Olivier Rieppel of the Field Museum in Chicago published a cladistical analysis in Nature in the 1990s that recharacterized turtles, based on their morphology: Modern turtles have no holes in their skulls, similar to the extinct Paleozoic anapsids. But Rieppel and his co-author determined that turtles are more like diapsids: modern reptiles and extinct dinosaurs, with two holes in their skulls located in the temporal lobe or the forehead. Turtles’ filled-in skulls, with no “window” in the temporal lobe, were likely an evolutionary quirk, they determined. The temporal window could have been lost over time — which has implications for future fossil finds.

Rieppel says that not enough information is available now to allow for a satisfactory turtle tree using rigorous cladistics modeling. The most ancient possible turtle ancestors are just too sparse in the fossil record.

Turtles are “one of the last remaining controversies in biology between molecular and developmental morphology,” and by extension, the fossil record, Gilbert says. The evolutionary paths of other animal groups, from birds to whales, have been answered recently by different means. The controversy over turtles’ origins presents an opportunity for morphologists and paleontologists to show that structures matter as much as genomics, he says.

Answers must still come from the fossil record in the end, he and other researchers say. The ancestors of turtles could have had something that looked nothing like a shell, and yet was still a shell — just as swimming bladders in fish and lungs in mammals had the same ancestral structure, yet seem to be unalike. It will take new findings from the right time in the fossil record to confirm any new intermediary stages and the progression of turtle development.

Getting to the shelled creature we know today could have meant “two steps forward and one step back” in the evolution of some species related to turtles, says Walter Joyce, a paleobiologist at the University of Freiburg in Switzerland, who advised Lyson while both were at Yale University and who continues to work with him as a co-author.

Paleontologists “have at least a chance of actually seeing what happened in fossil evolution,” Joyce says, which a microbiologist can’t see. “We’re not superfluous, we’re also part of the debate.

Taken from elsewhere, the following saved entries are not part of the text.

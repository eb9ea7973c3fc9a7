//! Fan-out of change events to registered backends
//!
//! Every registered backend gets its own dispatcher task fed by an unbounded
//! channel, so [`SyncBroker::accept`] never waits on a backend. A dispatcher
//! spawns one delivery task per event; deliveries for the same path are
//! chained so they apply in submission order while unrelated paths proceed
//! concurrently.

use std::collections::HashMap;
use std::sync::atomic::{AtomicBool, AtomicU64, Ordering};
use std::sync::Arc;
use std::time::Duration;

use parking_lot::{Mutex, RwLock};
use tokio::sync::mpsc;
use tokio::task::JoinHandle;
use tracing::{debug, error, info, warn};

use super::guard::{is_replay_needed, EchoGuard};
use super::Backend;
use crate::config::EngineConfig;
use crate::types::{BackendId, ChangeEvent, ChangeKind};

/// Accepted events between two sweeps of the echo cache
const PURGE_EVERY: u64 = 256;

struct Registration {
    backend: Arc<dyn Backend>,
    tx: mpsc::UnboundedSender<Arc<ChangeEvent>>,
}

/// Registry of backends and fan-out point for their changes
pub struct SyncBroker {
    backends: RwLock<HashMap<BackendId, Registration>>,
    dispatchers: Mutex<Vec<JoinHandle<()>>>,
    echo: Arc<EchoGuard>,
    grace: chrono::Duration,
    accepting: AtomicBool,
    accepted: AtomicU64,
}

impl SyncBroker {
    /// Create a broker with the configured grace window and echo TTL
    pub fn new(config: &EngineConfig) -> Self {
        Self::with_settings(config.grace_window(), config.echo_ttl())
    }

    pub fn with_settings(grace: chrono::Duration, echo_ttl: Duration) -> Self {
        Self {
            backends: RwLock::new(HashMap::new()),
            dispatchers: Mutex::new(Vec::new()),
            echo: Arc::new(EchoGuard::new(echo_ttl)),
            grace,
            accepting: AtomicBool::new(true),
            accepted: AtomicU64::new(0),
        }
    }

    /// Add a backend to the fan-out set
    ///
    /// Returns `false` if a backend with the same id is already registered.
    /// Must be called from within a Tokio runtime.
    pub fn register(&self, backend: Arc<dyn Backend>) -> bool {
        let id = backend.id();
        let mut backends = self.backends.write();
        if backends.contains_key(&id) {
            debug!(backend = backend.name(), "Backend already registered");
            return false;
        }

        let (tx, rx) = mpsc::unbounded_channel();
        let handle = tokio::spawn(dispatch(
            Arc::clone(&backend),
            rx,
            Arc::clone(&self.echo),
            self.grace,
        ));
        self.dispatchers.lock().push(handle);

        info!(backend = backend.name(), %id, "Registered backend");
        backends.insert(id, Registration { backend, tx });
        true
    }

    /// Names of the registered backends
    pub fn backends(&self) -> Vec<String> {
        let mut names: Vec<String> = self
            .backends
            .read()
            .values()
            .map(|r| r.backend.name().to_string())
            .collect();
        names.sort();
        names
    }

    /// Fan `event` out to every backend except its origin
    ///
    /// Returns the number of backends the event was queued for. Never blocks
    /// on delivery.
    pub fn accept(&self, event: ChangeEvent) -> usize {
        if !self.accepting.load(Ordering::Acquire) {
            warn!(path = event.file().path(), "Broker is shut down, dropping change");
            return 0;
        }

        let origin = event.file().origin();
        info!(
            path = event.file().path(),
            kind = %event.kind(),
            origin = origin.name(),
            "Received change"
        );

        let origin_id = origin.id();
        let event = Arc::new(event);
        let mut queued = 0;
        {
            let backends = self.backends.read();
            for (id, registration) in backends.iter() {
                if *id == origin_id {
                    continue;
                }
                if registration.tx.send(Arc::clone(&event)).is_ok() {
                    queued += 1;
                } else {
                    warn!(
                        backend = registration.backend.name(),
                        "Dispatcher is gone, change not delivered"
                    );
                }
            }
        }

        if self.accepted.fetch_add(1, Ordering::Relaxed) % PURGE_EVERY == PURGE_EVERY - 1 {
            let purged = self.echo.purge_expired();
            if purged > 0 {
                debug!(purged, "Purged expired echo records");
            }
        }

        queued
    }

    /// Whether a change `backend` observed is the echo of a recent delivery
    pub fn is_echo(&self, backend: BackendId, path: &str, change: ChangeKind) -> bool {
        self.echo.is_echo(backend, path, change)
    }

    pub fn echo_guard(&self) -> &EchoGuard {
        &self.echo
    }

    /// Stop accepting changes and wait for queued deliveries to finish
    pub async fn shutdown(&self) {
        self.accepting.store(false, Ordering::Release);
        // dropping the senders ends each dispatcher once its queue is drained
        let registrations = std::mem::take(&mut *self.backends.write());
        drop(registrations);

        let dispatchers = std::mem::take(&mut *self.dispatchers.lock());
        for handle in dispatchers {
            if let Err(e) = handle.await {
                error!(?e, "Dispatcher task failed");
            }
        }
        info!("Broker shut down");
    }
}

async fn dispatch(
    backend: Arc<dyn Backend>,
    mut rx: mpsc::UnboundedReceiver<Arc<ChangeEvent>>,
    echo: Arc<EchoGuard>,
    grace: chrono::Duration,
) {
    let mut lanes: HashMap<String, JoinHandle<()>> = HashMap::new();

    while let Some(event) = rx.recv().await {
        lanes.retain(|_, handle| !handle.is_finished());

        let path = event.file().path().to_string();
        let previous = lanes.remove(&path);
        let handle = tokio::spawn(deliver(
            Arc::clone(&backend),
            event,
            Arc::clone(&echo),
            grace,
            previous,
        ));
        lanes.insert(path, handle);
    }

    for (_, handle) in lanes {
        let _ = handle.await;
    }
    debug!(backend = backend.name(), "Dispatcher stopped");
}

async fn deliver(
    backend: Arc<dyn Backend>,
    event: Arc<ChangeEvent>,
    echo: Arc<EchoGuard>,
    grace: chrono::Duration,
    previous: Option<JoinHandle<()>>,
) {
    if let Some(previous) = previous {
        // a failed or panicked predecessor must not block this one
        let _ = previous.await;
    }

    let file = event.file();
    let counterpart = match backend.modified_at(file).await {
        Ok(counterpart) => counterpart,
        Err(e) => {
            warn!(
                backend = backend.name(),
                path = file.path(),
                error = %e,
                "Cannot inspect counterpart, dropping change"
            );
            return;
        }
    };

    if !is_replay_needed(file.kind(), file.modified_at(), counterpart, grace) {
        debug!(
            backend = backend.name(),
            path = file.path(),
            kind = %event.kind(),
            "Counterpart is up to date, ignoring change"
        );
        return;
    }

    echo.record(backend.id(), file.path());
    match backend.apply(&event).await {
        Ok(()) => {
            // the write may outlast the TTL; restart it from completion
            echo.record(backend.id(), file.path());
            debug!(backend = backend.name(), path = file.path(), kind = %event.kind(), "Applied change");
        }
        Err(e) if e.is_fatal() => {
            error!(backend = backend.name(), path = file.path(), error = %e, "Refused change");
        }
        Err(e) => {
            warn!(backend = backend.name(), path = file.path(), error = %e, "Failed to apply change");
        }
    }
}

And typically, we actually resolve it,” he adds.

To find answers to the question of turtle origins and evolution, and where Eunotosaurus and other ancient creatures might fit in their lineage, paleontologists have looked to these multiple methods — but they have yet to give a unified view of turtle development.

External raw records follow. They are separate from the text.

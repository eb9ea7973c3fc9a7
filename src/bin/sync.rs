//! Tandem sync daemon
//!
//! Run with: tandem-sync --local-root ~/Tandem

use std::path::PathBuf;
use std::sync::Arc;

use anyhow::{bail, Context};
use clap::Parser;
use tokio_util::sync::CancellationToken;
use tracing_subscriber::{layer::SubscriberExt, util::SubscriberInitExt, EnvFilter};

use tandem::config::{self, SyncConfig};
use tandem::sync::remote::{CursorFile, GoogleDriveClient};
use tandem::sync::{BackoffPolicy, SyncBroker};
use tandem::{LocalBackend, RemoteDriveBackend};

#[derive(Parser, Debug)]
#[command(name = "tandem-sync")]
#[command(about = "Mirror a local directory and a Google Drive folder")]
#[command(version)]
struct Args {
    /// Configuration file (defaults to the platform config dir)
    #[arg(long, env = "TANDEM_CONFIG")]
    config: Option<String>,

    /// Local directory to mirror
    #[arg(long, env = "TANDEM_LOCAL_ROOT")]
    local_root: Option<String>,

    /// Drive folder id acting as the remote root
    #[arg(long, env = "TANDEM_ROOT_FOLDER_ID")]
    root_folder_id: Option<String>,

    /// Change cursor to resume from
    #[arg(long, env = "TANDEM_START_CURSOR")]
    start_cursor: Option<String>,

    /// Log as JSON lines
    #[arg(long, env = "TANDEM_LOG_JSON")]
    log_json: bool,
}

fn init_logging(json: bool) {
    let filter = EnvFilter::try_from_default_env().unwrap_or_else(|_| EnvFilter::new("info"));
    let json_layer = json.then(|| {
        tracing_subscriber::fmt::layer()
            .json()
            .with_writer(std::io::stderr)
    });
    let text_layer = (!json).then(|| {
        tracing_subscriber::fmt::layer()
            .with_writer(std::io::stderr)
            .with_ansi(false)
    });

    tracing_subscriber::registry()
        .with(json_layer)
        .with(text_layer)
        .with(filter)
        .init();
}

async fn load_config(args: &Args) -> anyhow::Result<SyncConfig> {
    let path = match &args.config {
        Some(path) => Some(PathBuf::from(shellexpand::tilde(path).to_string())),
        None => {
            let path = SyncConfig::default_path();
            path.exists().then_some(path)
        }
    };

    let mut config = match path {
        Some(path) => {
            tracing::info!(path = %path.display(), "Loading configuration");
            SyncConfig::load(&path)
                .await
                .with_context(|| format!("loading {}", path.display()))?
        }
        None => SyncConfig::default(),
    };

    if let Some(root) = &args.local_root {
        config.local.root = Some(config::expand(&PathBuf::from(root)));
    }
    if let Some(id) = &args.root_folder_id {
        config.remote.root_folder_id = id.clone();
    }
    if let Some(cursor) = &args.start_cursor {
        config.remote.start_cursor = Some(cursor.clone());
    }
    Ok(config.with_env_overrides())
}

#[tokio::main]
async fn main() -> anyhow::Result<()> {
    let args = Args::parse();
    init_logging(args.log_json);

    let config = load_config(&args).await?;
    let Some(local_root) = config.local.root.clone() else {
        bail!("no local root configured (use --local-root or [local] root)");
    };

    let broker = Arc::new(SyncBroker::new(&config.engine));

    let local = Arc::new(
        LocalBackend::open(&local_root)
            .await
            .with_context(|| format!("opening {}", local_root.display()))?,
    );

    let client = GoogleDriveClient::new(&config.remote).context("creating drive client")?;
    let mut remote = RemoteDriveBackend::new(
        Arc::new(client),
        &config.remote,
        BackoffPolicy::from(&config.backoff),
    );
    if let Some(path) = &config.remote.cursor_file {
        remote = remote.with_cursor_file(CursorFile::new(path));
    }
    let remote = Arc::new(remote);

    broker.register(local.clone());
    broker.register(remote.clone());
    tracing::info!(backends = ?broker.backends(), root = %local.root().display(), "Sync started");

    let cancel = CancellationToken::new();
    let local_task = tokio::spawn(local.clone().run(broker.clone(), cancel.clone()));
    let remote_task = tokio::spawn(remote.clone().run(broker.clone(), cancel.clone()));

    tokio::signal::ctrl_c()
        .await
        .context("waiting for Ctrl-C")?;
    tracing::info!("Shutting down");
    cancel.cancel();

    for (name, task) in [("local", local_task), ("drive", remote_task)] {
        match task.await {
            Ok(Ok(())) => {}
            Ok(Err(e)) => tracing::error!(backend = name, error = %e, "Backend loop failed"),
            Err(e) => tracing::error!(backend = name, error = %e, "Backend task panicked"),
        }
    }

    broker.shutdown().await;
    remote.save_cursor().await.context("saving change cursor")?;
    if let Some(cursor) = remote.cursor() {
        tracing::info!(cursor = %cursor, "Stopped; resume with --start-cursor");
    }
    Ok(())
}
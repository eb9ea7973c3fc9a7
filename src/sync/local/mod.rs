//! Local filesystem side of the mirror

pub mod backend;
pub mod watcher;

pub use backend::LocalBackend;
pub use watcher::{FilesystemEventProcessor, RecursiveWatcher, RunningWatcher};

Lyson readily admits that he is not a geneticist or microbiologist, which has meant teaming up with specialists around the world in a variety of disciplines who might help him find answers. Genomics in particular has crept into paleontology by way of evolutionary biology, and has probably been most responsible for upending how paleontology is practiced, he says.

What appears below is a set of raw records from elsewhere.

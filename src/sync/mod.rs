//! Synchronization engine
//!
//! A [`SyncBroker`] owns the registered backends and fans every
//! [`ChangeEvent`] out to all of them except the one it came from. Each
//! backend both applies foreign changes to its own storage and watches that
//! storage for changes of its own:
//!
//! - [`local::LocalBackend`] mirrors a directory tree, fed by a push-based
//!   [`local::RecursiveWatcher`]
//! - [`remote::RemoteDriveBackend`] mirrors a cloud drive through a
//!   cursor-driven poll loop
//!
//! Loops between backends are broken twice: the [`guard`] staleness check
//! skips replays that would not change anything, and the echo guard
//! suppresses the notification a backend receives for a write it just made
//! on behalf of another backend.

pub mod backoff;
pub mod broker;
pub mod guard;
pub mod local;
pub mod remote;

pub use backoff::{retry_rate_limited, BackoffPolicy};
pub use broker::SyncBroker;
pub use guard::{is_replay_needed, EchoGuard, InFlightGuard, InFlightPaths};

use async_trait::async_trait;
use chrono::{DateTime, Utc};

use crate::error::Result;
use crate::types::{BackendId, ByteStream, ChangeEvent, FileRef};

/// One storage side taking part in the mirror
///
/// Backends never talk to each other directly: they receive events from the
/// broker and pull content through the origin recorded on the event's
/// [`FileRef`].
#[async_trait]
pub trait Backend: Send + Sync {
    /// Stable identity used for fan-out exclusion and echo tracking
    fn id(&self) -> BackendId;

    /// Human readable name for logs
    fn name(&self) -> &str;

    /// Replay a change that happened on another backend
    ///
    /// Must be a no-op for events this backend produced itself.
    async fn apply(&self, event: &ChangeEvent) -> Result<()>;

    /// Open the content of a file this backend owns, `None` if it is gone
    async fn open_read_stream(&self, file: &FileRef) -> Result<Option<ByteStream>>;

    /// Last modification time of the entry at `file.path()` on this
    /// backend, `None` if no counterpart exists
    async fn modified_at(&self, file: &FileRef) -> Result<Option<DateTime<Utc>>>;
}
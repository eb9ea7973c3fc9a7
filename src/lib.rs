//! Tandem - two-way mirror between a local directory and a cloud drive
//!
//! Backends observe their own storage and publish [`ChangeEvent`]s to a
//! [`SyncBroker`](sync::SyncBroker), which replays each change on every other
//! backend. See [`sync`] for the moving parts.

pub mod config;
pub mod error;
pub mod sync;
pub mod types;

pub use config::SyncConfig;
pub use error::{Result, SyncError};
pub use sync::local::LocalBackend;
pub use sync::remote::RemoteDriveBackend;
pub use sync::{Backend, SyncBroker};
pub use types::*;

/// Library version
pub const VERSION: &str = env!("CARGO_PKG_VERSION");
//! Core types for Tandem

use std::fmt;
use std::sync::Arc;

use chrono::{DateTime, Utc};
use serde::{Deserialize, Serialize};
use tokio::io::AsyncRead;
use uuid::Uuid;

use crate::error::{Result, SyncError};
use crate::sync::Backend;

/// Readable content handed from one backend to another
pub type ByteStream = Box<dyn AsyncRead + Send + Unpin>;

/// Path separator used by every root-relative path, whatever the backend
pub const SEPARATOR: char = '/';

/// Identity of a registered backend
#[derive(Debug, Clone, Copy, PartialEq, Eq, Hash, PartialOrd, Ord, Serialize, Deserialize)]
pub struct BackendId(Uuid);

impl BackendId {
    /// Allocate a fresh identity
    pub fn new() -> Self {
        Self(Uuid::new_v4())
    }
}

impl Default for BackendId {
    fn default() -> Self {
        Self::new()
    }
}

impl fmt::Display for BackendId {
    fn fmt(&self, f: &mut fmt::Formatter<'_>) -> fmt::Result {
        write!(f, "{}", self.0)
    }
}

/// Whether an entry is a regular file or a directory
#[derive(Debug, Clone, Copy, PartialEq, Eq, Hash, Serialize, Deserialize)]
#[serde(rename_all = "lowercase")]
pub enum FileKind {
    File,
    Directory,
}

impl FileKind {
    pub fn is_dir(self) -> bool {
        matches!(self, FileKind::Directory)
    }
}

/// What happened to an entry
#[derive(Debug, Clone, Copy, PartialEq, Eq, Hash, Serialize, Deserialize)]
#[serde(rename_all = "lowercase")]
pub enum ChangeKind {
    Created,
    Modified,
    Deleted,
}

impl fmt::Display for ChangeKind {
    fn fmt(&self, f: &mut fmt::Formatter<'_>) -> fmt::Result {
        let s = match self {
            ChangeKind::Created => "created",
            ChangeKind::Modified => "modified",
            ChangeKind::Deleted => "deleted",
        };
        f.write_str(s)
    }
}

/// One file or directory as known to one backend
///
/// `path` is root-relative and `/`-separated on every backend. `id` is the
/// backend-local handle: the normalized path for the local tree, the object
/// id for the remote drive.
#[derive(Clone)]
pub struct FileRef {
    id: String,
    path: String,
    name: String,
    kind: FileKind,
    modified_at: DateTime<Utc>,
    origin: Arc<dyn Backend>,
}

impl FileRef {
    /// Build a file reference; `path` is normalized and `name` derived from it
    pub fn new(
        id: impl Into<String>,
        path: &str,
        kind: FileKind,
        modified_at: DateTime<Utc>,
        origin: Arc<dyn Backend>,
    ) -> Result<Self> {
        let path = normalize_path(path)?;
        if path.is_empty() {
            return Err(SyncError::InvalidPath(
                "the sync root itself cannot be a change target".to_string(),
            ));
        }
        let name = leaf_name(&path).to_string();
        Ok(Self {
            id: id.into(),
            path,
            name,
            kind,
            modified_at,
            origin,
        })
    }

    pub fn id(&self) -> &str {
        &self.id
    }

    pub fn path(&self) -> &str {
        &self.path
    }

    pub fn name(&self) -> &str {
        &self.name
    }

    pub fn kind(&self) -> FileKind {
        self.kind
    }

    pub fn modified_at(&self) -> DateTime<Utc> {
        self.modified_at
    }

    /// Backend that produced this value
    pub fn origin(&self) -> &Arc<dyn Backend> {
        &self.origin
    }

    /// Whether `backend` produced this value
    pub fn is_from(&self, backend: BackendId) -> bool {
        self.origin.id() == backend
    }
}

impl fmt::Debug for FileRef {
    fn fmt(&self, f: &mut fmt::Formatter<'_>) -> fmt::Result {
        f.debug_struct("FileRef")
            .field("id", &self.id)
            .field("path", &self.path)
            .field("kind", &self.kind)
            .field("modified_at", &self.modified_at)
            .field("origin", &self.origin.name())
            .finish()
    }
}

/// A change observed on one backend, to be replayed on the others
#[derive(Debug, Clone)]
pub struct ChangeEvent {
    file: FileRef,
    kind: ChangeKind,
    timestamp: DateTime<Utc>,
}

impl ChangeEvent {
    pub fn new(file: FileRef, kind: ChangeKind, timestamp: DateTime<Utc>) -> Self {
        Self {
            file,
            kind,
            timestamp,
        }
    }

    pub fn file(&self) -> &FileRef {
        &self.file
    }

    pub fn kind(&self) -> ChangeKind {
        self.kind
    }

    pub fn timestamp(&self) -> DateTime<Utc> {
        self.timestamp
    }
}

/// Normalize a root-relative path to the canonical `/`-separated form
///
/// Backslashes become `/`, empty and `.` segments are dropped and leading or
/// trailing separators are stripped. `..` segments and NUL bytes are
/// rejected. The empty string denotes the root. Idempotent.
pub fn normalize_path(raw: &str) -> Result<String> {
    if raw.contains('\0') {
        return Err(SyncError::InvalidPath(format!("{raw:?} contains NUL")));
    }

    let mut segments = Vec::new();
    for segment in raw.split(&['/', '\\'][..]) {
        match segment {
            "" | "." => continue,
            ".." => {
                return Err(SyncError::InvalidPath(format!(
                    "{raw:?} contains a parent segment"
                )))
            }
            s => segments.push(s),
        }
    }

    Ok(segments.join("/"))
}

/// Last segment of a normalized path
pub fn leaf_name(path: &str) -> &str {
    path.rsplit(SEPARATOR).next().unwrap_or(path)
}

/// Parent of a normalized path, `None` for top-level entries
pub fn parent_path(path: &str) -> Option<&str> {
    path.rsplit_once(SEPARATOR).map(|(parent, _)| parent)
}

/// Join a normalized parent path and a leaf name
pub fn join_path(parent: &str, name: &str) -> String {
    if parent.is_empty() {
        name.to_string()
    } else {
        format!("{parent}{SEPARATOR}{name}")
    }
}
//! Error types for Tandem

use std::path::PathBuf;

use thiserror::Error;

/// Result type alias for sync operations
pub type Result<T> = std::result::Result<T, SyncError>;

/// Main error type for Tandem
#[derive(Error, Debug)]
pub enum SyncError {
    #[error("IO error: {0}")]
    Io(#[from] std::io::Error),

    #[error("HTTP request error: {0}")]
    #[cfg(feature = "drive")]
    Http(#[from] reqwest::Error),

    #[error("HTTP request error: {0}")]
    #[cfg(not(feature = "drive"))]
    Http(String),

    #[error("Serialization error: {0}")]
    Serialization(#[from] serde_json::Error),

    #[error("Configuration error: {0}")]
    Config(String),

    #[error("Watcher error: {0}")]
    Watch(#[from] notify::Error),

    #[error("Invalid path: {0}")]
    InvalidPath(String),

    #[error("Path escapes sync root: {}", path.display())]
    PathEscapesRoot { path: PathBuf },

    #[error("Cannot resolve remote path: {0}")]
    Resolution(String),

    #[error("Rate limited by remote store: {reason}")]
    RateLimited { reason: String },

    #[error("Remote store error ({status}): {message}")]
    Remote { status: u16, message: String },

    #[error("Not found: {0}")]
    NotFound(String),
}

impl SyncError {
    /// Rate-limit responses are retried with backoff and never surfaced
    pub fn is_rate_limited(&self) -> bool {
        matches!(self, SyncError::RateLimited { .. })
    }

    /// Invariant violations that must abort the operation that raised them
    pub fn is_fatal(&self) -> bool {
        matches!(self, SyncError::PathEscapesRoot { .. })
    }
}

#[cfg(test)]
mod tests {
    use super::*;

    #[test]
    fn test_classification() {
        let limited = SyncError::RateLimited {
            reason: "userRateLimitExceeded".to_string(),
        };
        assert!(limited.is_rate_limited());
        assert!(!limited.is_fatal());

        let escape = SyncError::PathEscapesRoot {
            path: PathBuf::from("/etc/passwd"),
        };
        assert!(escape.is_fatal());
        assert!(!escape.is_rate_limited());
        assert_eq!(escape.to_string(), "Path escapes sync root: /etc/passwd");
    }
}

Today, researchers are attempting to combine all three fields to finally place turtles in their proper place on a family tree. “If it turns out that all three are coming together in the same solution, that’s of course when we all celebrate,” Joyce says. “I would say that by now, if we have controversy, it’s because something interesting is happening” in the study of turtle evolution. But “if something interesting is happening, then what is it? It’s either the morphology is messed up, or the fossils, or the DNA are messed up. One of the three is messed up, and there has to be a reason for that. If we keep going, we’ll find the reason.”